'valu' <[!]name> [['push' [<splitkey>]]|['pop' [nr]]] | ->
         [<value> ['?' [<\"string\">]] | ->
          'sqr'|'sin'|'cos'|'tan'|'asin'|'acos'|'atan'| ->
          'int'|'float'|'exp' [name|<const> name|<const>]] ]
A command which generates an entity (called value) which basically stores a string of characters. Most characters are valid but no white-spaces are accepted from the command line. The command allows simple calculations and string operations. It is able to read from- and write to the stack. The cgx command parser will scan each parameter of each command for expressions which match the name of a value and will replace the parameter by the content of the value. After that the command is executed. For example

pnt P0 xvalue 0. 0.

uses the value 'xvalue'. If the user has previously defined the value with:

valu xvalue 1.24

then the command-parser will replace 'xvalue' by '1.24' in the 'pnt' command.

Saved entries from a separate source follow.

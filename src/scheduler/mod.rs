//! Job and work records and their lifecycle.
//!
//! - [`job`]: the `JOB` row and its bookkeeping (assign, overdue, failure backoff)
//! - [`work`]: work rows, the [`WorkItem`] trait and the per-type [`WorkPolicy`]
//! - [`registry`]: maps `workType` strings to handlers
//! - [`queue`]: [`JobQueue`], which creates, claims and runs jobs
//! - [`timer`]: [`PollTimer`], the poll loop's backoff clock

pub mod job;
pub mod node_info;
pub mod queue;
pub mod registry;
pub mod timer;
pub mod work;

pub use job::{Failure, JobDescriptor, JobId, JobRecord, Priority, Weight};
pub use node_info::NodeInfo;
pub use queue::{JobQueue, WorkHistogram};
pub use registry::WorkRegistry;
pub use timer::PollTimer;
pub use work::{NewWork, WorkContext, WorkItem, WorkPolicy, WorkProposal, WorkRecord};
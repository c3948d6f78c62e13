//! Local worker processes and their controller.
//!
//! A node's controller accepts connections from worker processes and hands
//! them claimed jobs; the workers run the jobs against the shared database.
//!
//! # Components
//!
//! - [`WorkerPool`]: controller side; tracks per-worker load and picks the
//!   least loaded worker for each job
//! - [`WorkerResponder`]: controller side; registers workers as they connect
//!   and handles their `EnqueuedJob` notifications
//! - [`ControllerConnection`]: worker side; performs `PerformJob` requests and
//!   notifies the controller of work it enqueues
//!
//! # Load accounting
//!
//! A job's weight is charged to its worker when it is sent and released when
//! the worker acknowledges it, whether the job succeeded or not. A worker
//! with load at or above `max_load_per_worker` is not offered more work.

pub mod controller;
pub mod pool;

pub use controller::ControllerConnection;
pub use pool::{WorkerConnection, WorkerPool, WorkerResponder};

For convenience this general substitution works for all commands except the 'valu' command! The command parser will not scan the parameters of the 'valu' command and will not substitute them. Instead this substitution is performed by the 'valu' command itself. The command does not treat its own name as a value and will not substitute it by previously defined values. Therefore nested levels of 'values' are not solved. However if this functionality is needed the “val” command can be used.

ATTENTION: To suppress the substitution of a certain value it has to be masked by a leading '\'. For example the command:

del v \xvalue

will delete the value xvalue itself. Without the masking xvalue would be replaced by its content '1.24' and since no value named '1.24' exists, nothing will happen.

The content of a value can be defined by the user

valu arg1 1.24

or derived from the stack previously filled by a command

valu arg1 pop

if the ”stack” was activated. A certain number on the stack can be addressed with

valu arg1 pop 2

were the '2' means that 2 successive 'pops' are executed. In this way the second value on the stack can be loaded at once.

Values can be added to a set

seta valset v all

and can then be deleted by zapping “zap” the set storing the values.

Values can be written to the stack when the 'push' parameter is used:

valu arg1 push

A white-space separated string stored in a “valu” will be written to the stack in separate sub-strings. With this method single pieces of a white-space separated string can be splitted and stored in separate values:

stack on

opens the stack

valu complicatedString push

splits the string stored in 'complicatedString' and writes the single pieces to the stack. The command

valu subString pop 3

loads the 3rd substring into the varible 'subString'. Other splitting characters can be used when this character follows the push key-word:

valu string push .

splits the string at each occurence of “.” and writes the pieces to the stack.

The command is able to perform simple calculations like

valu result * arg1 arg2

'result' will store the product from 'arg1' and 'arg2'. The two arguments arg1 and arg2 may be other 'values' or constant numbers. That means that a direct multiplication of two numbers or a value with a number is possible. During the calulation the strings are converted to double precision numbers and the result is stored as a string representing an exponential number. The 'int', 'float' and 'exp' convert between integer, floating point and exponential format:

valu result int result

The '?' operator is used to request user input:

valu string ? “user message:”

The command presents the user message (between apostrophes) and waits for user input. Please type into the terminal. Usually this requires to leave the graphics window and click into the terminal from which cgx was started.

The '&' operator is used to concatenate two strings:

valu string3 & string1 string2

The string1 and string2 might be values or constant strings.

The values are written to the fbd file unless its name starts with a '!'.

WARNING: With that command the meaning of a command can be changed and unintended effects are possible. For example if the character 'l' is used as a value it is not longer possible to use the 'plot' command to display lines without masking the 'l'. So it is a good idea to use only names using several characters.

The sections ”How to write values to a file”, ”How to process results” and ”How to generate a user dataset” explain more about the use of values.